*PROBLEM STATEMENT*:
Give every line from the entries that contains "after".

(Stored data entries)
################

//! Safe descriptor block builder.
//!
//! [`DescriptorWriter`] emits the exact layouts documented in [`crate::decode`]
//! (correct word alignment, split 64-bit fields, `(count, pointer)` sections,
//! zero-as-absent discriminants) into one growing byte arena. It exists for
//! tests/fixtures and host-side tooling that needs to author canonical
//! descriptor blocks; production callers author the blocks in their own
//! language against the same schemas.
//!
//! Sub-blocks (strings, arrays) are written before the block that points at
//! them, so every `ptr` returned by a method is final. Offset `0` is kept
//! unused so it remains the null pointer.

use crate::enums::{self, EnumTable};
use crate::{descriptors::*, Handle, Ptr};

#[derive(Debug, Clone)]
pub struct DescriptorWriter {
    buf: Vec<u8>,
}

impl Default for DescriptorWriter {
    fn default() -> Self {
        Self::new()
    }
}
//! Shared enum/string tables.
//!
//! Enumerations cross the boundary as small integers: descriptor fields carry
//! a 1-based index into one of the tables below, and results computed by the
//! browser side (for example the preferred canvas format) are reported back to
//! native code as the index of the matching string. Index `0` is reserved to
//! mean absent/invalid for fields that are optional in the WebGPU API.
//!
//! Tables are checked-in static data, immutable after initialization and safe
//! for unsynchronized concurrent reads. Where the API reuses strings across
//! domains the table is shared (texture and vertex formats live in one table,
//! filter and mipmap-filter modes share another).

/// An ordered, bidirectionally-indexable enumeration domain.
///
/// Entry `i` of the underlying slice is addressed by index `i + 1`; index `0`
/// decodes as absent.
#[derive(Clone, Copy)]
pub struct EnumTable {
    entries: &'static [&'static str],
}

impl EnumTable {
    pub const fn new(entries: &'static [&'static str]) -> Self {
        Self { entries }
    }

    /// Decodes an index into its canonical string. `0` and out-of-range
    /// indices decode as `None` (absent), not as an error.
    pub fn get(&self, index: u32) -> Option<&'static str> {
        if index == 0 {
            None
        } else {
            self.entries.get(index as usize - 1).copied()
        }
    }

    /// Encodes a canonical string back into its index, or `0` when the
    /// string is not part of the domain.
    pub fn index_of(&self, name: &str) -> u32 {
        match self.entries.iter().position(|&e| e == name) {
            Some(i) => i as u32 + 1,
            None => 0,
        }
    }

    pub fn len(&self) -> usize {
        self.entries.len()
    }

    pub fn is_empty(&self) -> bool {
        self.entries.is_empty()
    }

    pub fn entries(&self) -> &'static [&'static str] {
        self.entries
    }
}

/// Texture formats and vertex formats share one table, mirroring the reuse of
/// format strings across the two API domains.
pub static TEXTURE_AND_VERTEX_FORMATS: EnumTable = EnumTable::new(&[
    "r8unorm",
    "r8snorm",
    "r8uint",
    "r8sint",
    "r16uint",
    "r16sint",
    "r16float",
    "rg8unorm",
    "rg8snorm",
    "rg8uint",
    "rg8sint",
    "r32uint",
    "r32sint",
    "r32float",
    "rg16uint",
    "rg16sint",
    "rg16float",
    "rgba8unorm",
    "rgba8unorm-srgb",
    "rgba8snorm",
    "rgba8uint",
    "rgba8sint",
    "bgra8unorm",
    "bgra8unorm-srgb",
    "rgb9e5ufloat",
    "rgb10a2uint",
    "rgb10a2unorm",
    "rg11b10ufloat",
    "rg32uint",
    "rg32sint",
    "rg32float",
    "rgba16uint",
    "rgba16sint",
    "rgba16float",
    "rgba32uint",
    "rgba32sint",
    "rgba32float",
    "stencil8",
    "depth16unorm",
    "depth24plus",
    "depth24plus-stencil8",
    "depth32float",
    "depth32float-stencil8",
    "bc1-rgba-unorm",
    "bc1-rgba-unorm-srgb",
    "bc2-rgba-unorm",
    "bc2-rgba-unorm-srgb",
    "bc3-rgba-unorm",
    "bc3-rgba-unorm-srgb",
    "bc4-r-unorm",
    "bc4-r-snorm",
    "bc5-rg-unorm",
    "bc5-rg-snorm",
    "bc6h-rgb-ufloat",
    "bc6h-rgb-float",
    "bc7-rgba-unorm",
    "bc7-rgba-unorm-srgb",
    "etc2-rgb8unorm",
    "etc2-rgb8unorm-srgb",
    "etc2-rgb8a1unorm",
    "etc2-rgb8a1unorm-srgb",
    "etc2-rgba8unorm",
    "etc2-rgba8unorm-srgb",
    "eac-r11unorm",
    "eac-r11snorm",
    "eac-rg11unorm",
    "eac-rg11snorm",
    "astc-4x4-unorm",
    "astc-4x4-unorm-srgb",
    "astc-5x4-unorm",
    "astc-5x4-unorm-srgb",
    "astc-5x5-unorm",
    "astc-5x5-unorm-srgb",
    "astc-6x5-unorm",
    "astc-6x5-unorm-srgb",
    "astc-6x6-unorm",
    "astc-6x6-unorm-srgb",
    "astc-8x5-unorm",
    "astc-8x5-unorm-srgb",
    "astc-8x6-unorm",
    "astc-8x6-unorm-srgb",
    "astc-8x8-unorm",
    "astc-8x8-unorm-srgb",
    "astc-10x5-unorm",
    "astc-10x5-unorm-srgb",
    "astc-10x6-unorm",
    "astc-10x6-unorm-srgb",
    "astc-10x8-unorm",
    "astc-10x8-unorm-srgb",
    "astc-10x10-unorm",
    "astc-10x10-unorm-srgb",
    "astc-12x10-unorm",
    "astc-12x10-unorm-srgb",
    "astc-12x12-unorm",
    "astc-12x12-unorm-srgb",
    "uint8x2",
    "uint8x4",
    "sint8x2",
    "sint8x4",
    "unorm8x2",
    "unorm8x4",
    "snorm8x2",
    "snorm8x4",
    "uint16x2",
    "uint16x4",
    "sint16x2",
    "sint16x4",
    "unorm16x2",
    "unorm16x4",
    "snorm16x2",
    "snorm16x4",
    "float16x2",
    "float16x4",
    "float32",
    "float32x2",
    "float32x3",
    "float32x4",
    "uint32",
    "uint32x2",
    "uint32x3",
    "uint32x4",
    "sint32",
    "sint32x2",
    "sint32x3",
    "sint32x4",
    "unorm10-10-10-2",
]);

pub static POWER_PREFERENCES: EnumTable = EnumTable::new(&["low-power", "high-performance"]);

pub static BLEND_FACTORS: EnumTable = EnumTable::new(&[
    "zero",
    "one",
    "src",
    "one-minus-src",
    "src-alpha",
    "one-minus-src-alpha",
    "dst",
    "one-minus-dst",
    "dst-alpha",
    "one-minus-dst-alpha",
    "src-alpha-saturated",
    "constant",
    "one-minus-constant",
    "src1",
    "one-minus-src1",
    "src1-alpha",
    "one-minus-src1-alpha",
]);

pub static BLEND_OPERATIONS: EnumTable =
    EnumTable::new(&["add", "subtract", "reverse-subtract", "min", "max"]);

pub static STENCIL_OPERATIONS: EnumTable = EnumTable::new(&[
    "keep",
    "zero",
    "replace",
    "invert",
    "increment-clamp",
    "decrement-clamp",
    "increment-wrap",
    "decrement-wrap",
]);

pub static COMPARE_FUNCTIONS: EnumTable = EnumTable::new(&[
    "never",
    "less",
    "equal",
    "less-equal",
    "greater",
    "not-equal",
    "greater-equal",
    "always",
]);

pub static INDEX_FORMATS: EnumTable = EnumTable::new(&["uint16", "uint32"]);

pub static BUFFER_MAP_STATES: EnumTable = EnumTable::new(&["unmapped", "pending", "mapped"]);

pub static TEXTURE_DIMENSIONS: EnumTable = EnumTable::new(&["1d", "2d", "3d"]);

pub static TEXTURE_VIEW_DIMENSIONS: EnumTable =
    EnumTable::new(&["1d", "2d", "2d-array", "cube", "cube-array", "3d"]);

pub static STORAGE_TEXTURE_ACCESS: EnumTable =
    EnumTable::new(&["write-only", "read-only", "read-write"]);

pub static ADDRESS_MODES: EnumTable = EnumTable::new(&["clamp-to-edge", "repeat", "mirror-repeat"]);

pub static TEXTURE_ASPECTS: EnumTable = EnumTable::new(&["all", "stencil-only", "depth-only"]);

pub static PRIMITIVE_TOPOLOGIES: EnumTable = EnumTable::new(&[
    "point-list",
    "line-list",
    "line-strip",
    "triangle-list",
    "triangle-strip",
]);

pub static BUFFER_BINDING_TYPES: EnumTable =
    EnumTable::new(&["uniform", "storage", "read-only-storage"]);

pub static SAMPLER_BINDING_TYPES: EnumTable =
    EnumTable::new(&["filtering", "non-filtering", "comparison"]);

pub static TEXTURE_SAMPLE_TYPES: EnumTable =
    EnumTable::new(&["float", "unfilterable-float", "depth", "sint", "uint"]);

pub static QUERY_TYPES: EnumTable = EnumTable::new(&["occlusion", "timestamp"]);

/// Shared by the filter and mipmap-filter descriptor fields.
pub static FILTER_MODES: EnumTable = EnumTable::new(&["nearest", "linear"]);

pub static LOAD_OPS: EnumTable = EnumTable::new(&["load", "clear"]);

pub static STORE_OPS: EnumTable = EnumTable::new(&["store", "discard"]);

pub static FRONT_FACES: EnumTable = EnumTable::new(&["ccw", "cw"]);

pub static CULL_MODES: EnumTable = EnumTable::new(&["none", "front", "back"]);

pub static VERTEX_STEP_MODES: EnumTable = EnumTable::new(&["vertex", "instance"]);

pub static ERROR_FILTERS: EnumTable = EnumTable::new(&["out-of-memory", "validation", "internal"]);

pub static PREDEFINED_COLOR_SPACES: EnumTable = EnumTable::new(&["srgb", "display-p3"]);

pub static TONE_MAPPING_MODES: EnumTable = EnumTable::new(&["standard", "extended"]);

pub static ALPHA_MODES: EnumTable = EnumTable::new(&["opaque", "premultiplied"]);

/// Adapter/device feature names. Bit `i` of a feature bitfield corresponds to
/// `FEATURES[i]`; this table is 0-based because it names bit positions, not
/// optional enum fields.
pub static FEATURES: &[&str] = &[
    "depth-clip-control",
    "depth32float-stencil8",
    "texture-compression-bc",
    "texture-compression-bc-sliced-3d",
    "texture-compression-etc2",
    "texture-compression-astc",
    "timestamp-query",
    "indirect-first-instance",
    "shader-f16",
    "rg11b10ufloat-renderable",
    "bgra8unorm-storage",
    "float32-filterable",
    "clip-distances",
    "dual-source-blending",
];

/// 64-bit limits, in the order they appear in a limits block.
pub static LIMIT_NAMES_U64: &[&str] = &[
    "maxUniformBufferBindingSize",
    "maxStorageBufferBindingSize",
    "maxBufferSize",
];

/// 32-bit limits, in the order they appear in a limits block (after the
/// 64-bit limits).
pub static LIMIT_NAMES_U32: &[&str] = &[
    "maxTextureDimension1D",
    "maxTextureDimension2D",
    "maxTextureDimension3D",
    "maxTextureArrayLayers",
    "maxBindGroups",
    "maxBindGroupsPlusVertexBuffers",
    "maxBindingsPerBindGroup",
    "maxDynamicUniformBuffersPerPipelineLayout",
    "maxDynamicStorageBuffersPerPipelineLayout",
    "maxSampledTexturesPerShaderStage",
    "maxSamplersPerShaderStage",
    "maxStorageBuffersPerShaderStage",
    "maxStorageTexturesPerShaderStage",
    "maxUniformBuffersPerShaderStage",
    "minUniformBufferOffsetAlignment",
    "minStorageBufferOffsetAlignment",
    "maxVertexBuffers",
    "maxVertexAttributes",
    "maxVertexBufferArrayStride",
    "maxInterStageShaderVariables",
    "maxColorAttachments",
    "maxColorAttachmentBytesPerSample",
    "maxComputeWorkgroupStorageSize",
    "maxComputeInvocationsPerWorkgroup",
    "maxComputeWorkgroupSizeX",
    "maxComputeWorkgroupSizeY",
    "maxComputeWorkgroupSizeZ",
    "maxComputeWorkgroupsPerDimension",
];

################

*ANSWER TO THE PROBLEM*:
//! Tables are checked-in static data, immutable after initialization and safe
/// 32-bit limits, in the order they appear in a limits block (after the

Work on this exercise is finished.